Hier angekommen, ließen wir uns flink per Bus zum Termini transferieren und waren hier doch sehr erstaunt über die abertausende von Vögeln, die hier am Himmel kreisten und dem Jan sogleich auf seine Jacke schissen. Welcome to Rome!!!!! J
Jetzt nur noch bis zur nahe am Stadion gelegenen Jugendherberge durchschlagen und das Tagesetappenziel war erreicht. Der Weg zur JH war jedoch durch planlosen, mitten in Rom aus dem Bus aussteigen und dumm in der Gegend rumlaufen, gekennzeichnet doch nach kurzzeitiger Verwirrungsphase konnten wir dennoch unser Asyl für die nächsten zwei Nächte finden.
Hab wahrlich schon saubere Herbergen bewohnt und 10 Mann Zimmer sind auch nicht immer lustig, aber für zwei Nächte wird es schon gehen.
Auch das Abendessen (war natürlich nicht im Preis mit inbegriffen und völlig überteuert) konnte da nicht so recht erfreuen, bestand es doch aus halbwarmen Matsch-Nudeln, einem steinharten Teigklumpen (Brötchen????) und einem halb verschimmelten Apfel.
Aber eigentlich auch egal, Hauptsache den Hunger gestillt schauten wir schon mal am Olimpico vorbei, bzw. latschten einmal drum herum. Hier sollte es also morgen Abend stattfinden, das Derby di Roma. Fein, fein!

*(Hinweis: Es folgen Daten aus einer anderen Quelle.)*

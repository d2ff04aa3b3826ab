//
//  tfgit
//  api/routing/endpoint.rs
//
//  Created by Ngonidzashe Mangudya on 2026/01/12.
//  Copyright (c) 2025 IAMNGONI. All rights reserved.
//

//! # Endpoint Descriptor Table
//!
//! Every logical operation of the Git REST surface maps to exactly one
//! immutable [`EndpointDescriptor`]: the resource's stable location id, the
//! HTTP verb, the API version, the media types, and the default route
//! template used when location discovery is off.
//!
//! Several operations share a location id when they read the same resource
//! with a different `Accept` type (for example `GetBlob`, `GetBlobContent`
//! and `GetBlobZip`).
//!
//! ## Route Templates
//!
//! Templates use `{name}` placeholders. `{area}` and `{resource}` default to
//! the descriptor's area and resource name; every other placeholder comes
//! from the request's route values and is dropped when absent.
//!
//! ```text
//! {project}/_apis/{area}/repositories/{repositoryId}/{resource}/{pushId}
//! ```

use std::fmt;

use uuid::Uuid;

/// HTTP verbs used by the Git REST surface.
#[derive(Debug, Clone, Copy, PartialEq, Eq, Hash)]
pub enum HttpVerb {
    Get,
    Post,
    Put,
    Patch,
    Delete,
    Options,
}

impl HttpVerb {
    pub fn as_str(&self) -> &'static str {
        match self {
            Self::Get => "GET",
            Self::Post => "POST",
            Self::Put => "PUT",
            Self::Patch => "PATCH",
            Self::Delete => "DELETE",
            Self::Options => "OPTIONS",
        }
    }

    /// Verbs that may be tunnelled through `POST` with an
    /// `X-HTTP-Method-Override` header.
    pub fn is_overridable(&self) -> bool {
        matches!(self, Self::Put | Self::Patch | Self::Delete)
    }
}

impl fmt::Display for HttpVerb {
    fn fmt(&self, f: &mut fmt::Formatter<'_>) -> fmt::Result {
        f.write_str(self.as_str())
    }
}

/// Media types negotiated with the service.
#[derive(Debug, Clone, Copy, PartialEq, Eq, Hash)]
pub enum MediaType {
    Json,
    OctetStream,
    Zip,
    PlainText,
}

impl MediaType {
    pub fn as_str(&self) -> &'static str {
        match self {
            Self::Json => "application/json",
            Self::OctetStream => "application/octet-stream",
            Self::Zip => "application/zip",
            Self::PlainText => "text/plain",
        }
    }
}

impl fmt::Display for MediaType {
    fn fmt(&self, f: &mut fmt::Formatter<'_>) -> fmt::Result {
        f.write_str(self.as_str())
    }
}

/// Every logical operation exposed by [`crate::api::GitClient`].
///
/// The discriminant indexes [`ENDPOINTS`].
#[derive(Debug, Clone, Copy, PartialEq, Eq, Hash)]
pub enum Operation {
    GetRepositories,
    GetRepository,
    CreateRepository,
    UpdateRepository,
    DeleteRepository,
    GetRefs,
    UpdateRefs,
    GetCommit,
    GetCommits,
    GetCommitsBatch,
    GetChanges,
    GetPush,
    GetPushes,
    CreatePush,
    GetPullRequest,
    GetPullRequests,
    CreatePullRequest,
    UpdatePullRequest,
    GetPullRequestsByProject,
    GetPullRequestReviewer,
    GetPullRequestReviewers,
    CreatePullRequestReviewer,
    CreatePullRequestReviewers,
    DeletePullRequestReviewer,
    GetPullRequestCommits,
    GetItem,
    GetItemContent,
    GetItemText,
    GetItemZip,
    GetItems,
    GetItemsBatch,
    GetTree,
    GetTreeZip,
    GetBlob,
    GetBlobContent,
    GetBlobZip,
    GetBlobsZip,
}

impl Operation {
    /// Returns this operation's descriptor.
    pub fn descriptor(self) -> &'static EndpointDescriptor {
        &ENDPOINTS[self as usize]
    }

    pub fn name(self) -> &'static str {
        self.descriptor().name
    }
}

impl fmt::Display for Operation {
    fn fmt(&self, f: &mut fmt::Formatter<'_>) -> fmt::Result {
        f.write_str(self.name())
    }
}

/// Immutable description of one REST endpoint.
#[derive(Debug, Clone, PartialEq, Eq)]
pub struct EndpointDescriptor {
    pub operation: Operation,
    /// Operation name used in logs (`getPullRequests`).
    pub name: &'static str,
    pub location_id: Uuid,
    pub area: &'static str,
    pub resource: &'static str,
    pub verb: HttpVerb,
    pub api_version: &'static str,
    /// Content type of the request body, when the operation sends one.
    pub request_media: Option<MediaType>,
    pub response_media: MediaType,
    pub route_template: &'static str,
}

pub const REPOSITORIES_LOCATION: Uuid = Uuid::from_u128(0x225f7195_f9c7_4d14_ab28_a83f7ff77e1f);
pub const REFS_LOCATION: Uuid = Uuid::from_u128(0x2d874a60_a811_4f62_9c9f_963a6ea0a55b);
pub const COMMITS_LOCATION: Uuid = Uuid::from_u128(0xc2570c3b_5b3f_41b8_98bf_5407bfde8d58);
pub const COMMITS_BATCH_LOCATION: Uuid = Uuid::from_u128(0x6400dfb2_0bcb_462b_b992_5a57f8f1416c);
pub const CHANGES_LOCATION: Uuid = Uuid::from_u128(0x5bf884f5_3e07_42e9_afb8_1b872267bf16);
pub const PUSHES_LOCATION: Uuid = Uuid::from_u128(0xea98d07b_3c87_4971_8ede_a613694ffb55);
pub const PULL_REQUESTS_LOCATION: Uuid = Uuid::from_u128(0x9946fd70_0d40_406e_b686_b4744cbbcc37);
pub const PULL_REQUESTS_BY_PROJECT_LOCATION: Uuid =
    Uuid::from_u128(0xa5d28130_9cd2_40fa_9f08_902e7daa9efb);
pub const PULL_REQUEST_REVIEWERS_LOCATION: Uuid =
    Uuid::from_u128(0x4b6702c7_aa35_4b89_9c96_b9abf6d3e540);
pub const PULL_REQUEST_COMMITS_LOCATION: Uuid =
    Uuid::from_u128(0x52823034_34a8_4576_922c_8d8b77e9e4c4);
pub const ITEMS_LOCATION: Uuid = Uuid::from_u128(0xfb93c0db_47ed_4a31_8c20_47552878fb44);
pub const ITEMS_BATCH_LOCATION: Uuid = Uuid::from_u128(0x630fd2e4_fb88_4f85_ad21_13f3fd1fbca9);
pub const TREES_LOCATION: Uuid = Uuid::from_u128(0x729f6437_6f92_44ec_8bee_273a7111063c);
pub const BLOBS_LOCATION: Uuid = Uuid::from_u128(0x7b28e929_2c99_405d_9c5c_6167a06e6816);

const AREA: &str = "git";

const REPOSITORIES_ROUTE: &str = "{project}/_apis/{area}/{resource}/{repositoryId}";
const REFS_ROUTE: &str = "{project}/_apis/{area}/repositories/{repositoryId}/{resource}";
const COMMITS_ROUTE: &str = "{project}/_apis/{area}/repositories/{repositoryId}/{resource}/{commitId}";
const COMMITS_BATCH_ROUTE: &str = "{project}/_apis/{area}/repositories/{repositoryId}/commitsBatch";
const CHANGES_ROUTE: &str =
    "{project}/_apis/{area}/repositories/{repositoryId}/commits/{commitId}/{resource}";
const PUSHES_ROUTE: &str = "{project}/_apis/{area}/repositories/{repositoryId}/{resource}/{pushId}";
const PULL_REQUESTS_ROUTE: &str =
    "{project}/_apis/{area}/repositories/{repositoryId}/pullRequests/{pullRequestId}";
const PULL_REQUESTS_BY_PROJECT_ROUTE: &str = "{project}/_apis/{area}/pullRequests";
const REVIEWERS_ROUTE: &str =
    "{project}/_apis/{area}/repositories/{repositoryId}/pullRequests/{pullRequestId}/reviewers/{reviewerId}";
const PULL_REQUEST_COMMITS_ROUTE: &str =
    "{project}/_apis/{area}/repositories/{repositoryId}/pullRequests/{pullRequestId}/commits";
const ITEMS_ROUTE: &str = "{project}/_apis/{area}/repositories/{repositoryId}/{resource}";
const ITEMS_BATCH_ROUTE: &str = "{project}/_apis/{area}/repositories/{repositoryId}/itemsBatch";
const TREES_ROUTE: &str = "{project}/_apis/{area}/repositories/{repositoryId}/{resource}/{sha1}";
const BLOBS_ROUTE: &str = "{project}/_apis/{area}/repositories/{repositoryId}/{resource}/{sha1}";

macro_rules! endpoint {
    (
        $op:ident, $name:literal, $location:expr, $resource:literal, $verb:ident,
        $version:literal, $request:expr, $response:ident, $route:expr
    ) => {
        EndpointDescriptor {
            operation: Operation::$op,
            name: $name,
            location_id: $location,
            area: AREA,
            resource: $resource,
            verb: HttpVerb::$verb,
            api_version: $version,
            request_media: $request,
            response_media: MediaType::$response,
            route_template: $route,
        }
    };
}

const JSON_BODY: Option<MediaType> = Some(MediaType::Json);

/// The operation table, indexed by `Operation as usize`.
pub static ENDPOINTS: &[EndpointDescriptor] = &[
    endpoint!(GetRepositories, "getRepositories", REPOSITORIES_LOCATION, "repositories", Get, "2.0", None, Json, REPOSITORIES_ROUTE),
    endpoint!(GetRepository, "getRepository", REPOSITORIES_LOCATION, "repositories", Get, "2.0", None, Json, REPOSITORIES_ROUTE),
    endpoint!(CreateRepository, "createRepository", REPOSITORIES_LOCATION, "repositories", Post, "2.0", JSON_BODY, Json, REPOSITORIES_ROUTE),
    endpoint!(UpdateRepository, "updateRepository", REPOSITORIES_LOCATION, "repositories", Patch, "2.0", JSON_BODY, Json, REPOSITORIES_ROUTE),
    endpoint!(DeleteRepository, "deleteRepository", REPOSITORIES_LOCATION, "repositories", Delete, "2.0", None, Json, REPOSITORIES_ROUTE),
    endpoint!(GetRefs, "getRefs", REFS_LOCATION, "refs", Get, "2.0", None, Json, REFS_ROUTE),
    endpoint!(UpdateRefs, "updateRefs", REFS_LOCATION, "refs", Post, "2.0", JSON_BODY, Json, REFS_ROUTE),
    endpoint!(GetCommit, "getCommit", COMMITS_LOCATION, "commits", Get, "2.0", None, Json, COMMITS_ROUTE),
    endpoint!(GetCommits, "getCommits", COMMITS_LOCATION, "commits", Get, "2.0", None, Json, COMMITS_ROUTE),
    endpoint!(GetCommitsBatch, "getCommitsBatch", COMMITS_BATCH_LOCATION, "commitsBatch", Post, "2.0", JSON_BODY, Json, COMMITS_BATCH_ROUTE),
    endpoint!(GetChanges, "getChanges", CHANGES_LOCATION, "changes", Get, "2.0", None, Json, CHANGES_ROUTE),
    endpoint!(GetPush, "getPush", PUSHES_LOCATION, "pushes", Get, "2.0", None, Json, PUSHES_ROUTE),
    endpoint!(GetPushes, "getPushes", PUSHES_LOCATION, "pushes", Get, "2.0", None, Json, PUSHES_ROUTE),
    endpoint!(CreatePush, "createPush", PUSHES_LOCATION, "pushes", Post, "2.0", JSON_BODY, Json, PUSHES_ROUTE),
    endpoint!(GetPullRequest, "getPullRequest", PULL_REQUESTS_LOCATION, "pullRequests", Get, "2.0", None, Json, PULL_REQUESTS_ROUTE),
    endpoint!(GetPullRequests, "getPullRequests", PULL_REQUESTS_LOCATION, "pullRequests", Get, "2.0", None, Json, PULL_REQUESTS_ROUTE),
    endpoint!(CreatePullRequest, "createPullRequest", PULL_REQUESTS_LOCATION, "pullRequests", Post, "2.0", JSON_BODY, Json, PULL_REQUESTS_ROUTE),
    endpoint!(UpdatePullRequest, "updatePullRequest", PULL_REQUESTS_LOCATION, "pullRequests", Patch, "2.0", JSON_BODY, Json, PULL_REQUESTS_ROUTE),
    endpoint!(GetPullRequestsByProject, "getPullRequestsByProject", PULL_REQUESTS_BY_PROJECT_LOCATION, "pullRequests", Get, "2.0", None, Json, PULL_REQUESTS_BY_PROJECT_ROUTE),
    endpoint!(GetPullRequestReviewer, "getPullRequestReviewer", PULL_REQUEST_REVIEWERS_LOCATION, "pullRequestReviewers", Get, "2.0", None, Json, REVIEWERS_ROUTE),
    endpoint!(GetPullRequestReviewers, "getPullRequestReviewers", PULL_REQUEST_REVIEWERS_LOCATION, "pullRequestReviewers", Get, "2.0", None, Json, REVIEWERS_ROUTE),
    endpoint!(CreatePullRequestReviewer, "createPullRequestReviewer", PULL_REQUEST_REVIEWERS_LOCATION, "pullRequestReviewers", Put, "2.0", JSON_BODY, Json, REVIEWERS_ROUTE),
    endpoint!(CreatePullRequestReviewers, "createPullRequestReviewers", PULL_REQUEST_REVIEWERS_LOCATION, "pullRequestReviewers", Post, "2.0", JSON_BODY, Json, REVIEWERS_ROUTE),
    endpoint!(DeletePullRequestReviewer, "deletePullRequestReviewer", PULL_REQUEST_REVIEWERS_LOCATION, "pullRequestReviewers", Delete, "2.0", None, Json, REVIEWERS_ROUTE),
    endpoint!(GetPullRequestCommits, "getPullRequestCommits", PULL_REQUEST_COMMITS_LOCATION, "pullRequestCommits", Get, "2.0", None, Json, PULL_REQUEST_COMMITS_ROUTE),
    endpoint!(GetItem, "getItem", ITEMS_LOCATION, "items", Get, "2.0", None, Json, ITEMS_ROUTE),
    endpoint!(GetItemContent, "getItemContent", ITEMS_LOCATION, "items", Get, "2.0", None, OctetStream, ITEMS_ROUTE),
    endpoint!(GetItemText, "getItemText", ITEMS_LOCATION, "items", Get, "2.0", None, PlainText, ITEMS_ROUTE),
    endpoint!(GetItemZip, "getItemZip", ITEMS_LOCATION, "items", Get, "2.0", None, Zip, ITEMS_ROUTE),
    endpoint!(GetItems, "getItems", ITEMS_LOCATION, "items", Get, "2.0", None, Json, ITEMS_ROUTE),
    endpoint!(GetItemsBatch, "getItemsBatch", ITEMS_BATCH_LOCATION, "itemsBatch", Post, "2.0-preview.1", JSON_BODY, Json, ITEMS_BATCH_ROUTE),
    endpoint!(GetTree, "getTree", TREES_LOCATION, "trees", Get, "2.0", None, Json, TREES_ROUTE),
    endpoint!(GetTreeZip, "getTreeZip", TREES_LOCATION, "trees", Get, "2.0", None, Zip, TREES_ROUTE),
    endpoint!(GetBlob, "getBlob", BLOBS_LOCATION, "blobs", Get, "2.0", None, Json, BLOBS_ROUTE),
    endpoint!(GetBlobContent, "getBlobContent", BLOBS_LOCATION, "blobs", Get, "2.0", None, OctetStream, BLOBS_ROUTE),
    endpoint!(GetBlobZip, "getBlobZip", BLOBS_LOCATION, "blobs", Get, "2.0", None, Zip, BLOBS_ROUTE),
    endpoint!(GetBlobsZip, "getBlobsZip", BLOBS_LOCATION, "blobs", Post, "2.0", JSON_BODY, Zip, BLOBS_ROUTE),
];

#[cfg(test)]
mod tests {
    use super::*;
    use std::collections::HashSet;

    #[test]
    fn test_table_is_indexed_by_operation() {
        for (index, descriptor) in ENDPOINTS.iter().enumerate() {
            assert_eq!(
                descriptor.operation as usize, index,
                "{} is out of place",
                descriptor.name
            );
        }
        assert_eq!(
            Operation::GetBlobsZip as usize + 1,
            ENDPOINTS.len(),
            "every operation needs exactly one descriptor"
        );
    }

    #[test]
    fn test_names_are_unique() {
        let names: HashSet<&str> = ENDPOINTS.iter().map(|d| d.name).collect();
        assert_eq!(names.len(), ENDPOINTS.len());
    }

    #[test]
    fn test_blob_family_shares_location() {
        let ids: HashSet<Uuid> = [
            Operation::GetBlob,
            Operation::GetBlobContent,
            Operation::GetBlobZip,
            Operation::GetBlobsZip,
        ]
        .iter()
        .map(|op| op.descriptor().location_id)
        .collect();
        assert_eq!(ids.len(), 1);
        assert_eq!(Operation::GetBlobZip.descriptor().response_media, MediaType::Zip);
    }

    #[test]
    fn test_only_items_batch_is_preview() {
        let preview: Vec<&str> = ENDPOINTS
            .iter()
            .filter(|d| d.api_version != "2.0")
            .map(|d| d.name)
            .collect();
        assert_eq!(preview, vec!["getItemsBatch"]);
    }

    #[test]
    fn test_bodies_only_on_writing_verbs() {
        for descriptor in ENDPOINTS {
            if descriptor.request_media.is_some() {
                assert_ne!(descriptor.verb, HttpVerb::Get, "{}", descriptor.name);
            }
        }
    }
}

Nun wurde noch ein wenig biertrinkenderweise durchs Stadtviertel geschlichen und später der Tag im Aufenthaltsraum der Herberge beendet.
Wenigstens gab es hier so etwas wie einen, na ja nennen wir es mal "Partyraum", also eigentlich war es ein einfacher Raum mit Tischen und Stühlen. War aber OK um das verhältnismäßig preisgünstige Starkbier dort zu vernichten.
Irgendwann überkam uns dann aber auch die Müdigkeit und wir suchten unser Nachtquartier auf. Tür auf, Licht an und herein gepoltert; alle Betten bis auf unsere und ein weiteres waren mit seltsamen Menschen belegt, die auch bis gerade eben wohl auch geschlafen hatten.
Unter mir im Hochbett ein Freak, der wohl seine gesamtes Reisegepäck in Plastiktüten mit sich führte und sich lediglich durch ein "please shut the window" mit uns in Kommunikation übte.
Orrr Junge, wollen doch nur ein wenig kühle Frischluft in diese vermiefte Kammer bringen!
Am nächsten Morgen berichtete uns der Groundboy von nächtlichem Frauenbesuch auf unserem Zimmer. Die Dame hatte sich wohl mit dem feurigen Mexikaner-Zimmerkollegen vergnügt und Groundboy konnte es beobachten, während Jan und ich tief schliefen und auch durch SMS und Anrufe nicht geweckt werden konnten. Ehrlich gesagt war ich auch nicht sonderlich erpicht darauf, einem etwa 20jährigem Mexikaner beim Liebesspiel mit einer allenfalls mittelmäßigen Gespielin zuzuschauen......
Gegen 9 Uhr ging es dann mit einem Japaner, der ebenfalls extra zu diesem Spiel aus seiner weiten Heimat angereist war, wieder zum Stadion, da hier ein Ticketschalter öffnen sollte. Hier auch schon etwa hundert weitere Leute anwesend aber als mit rund einer Stunde Verspätung der Schalter öffnete gab`s nur reservierte Tickets abzuholen. Merda!!!!!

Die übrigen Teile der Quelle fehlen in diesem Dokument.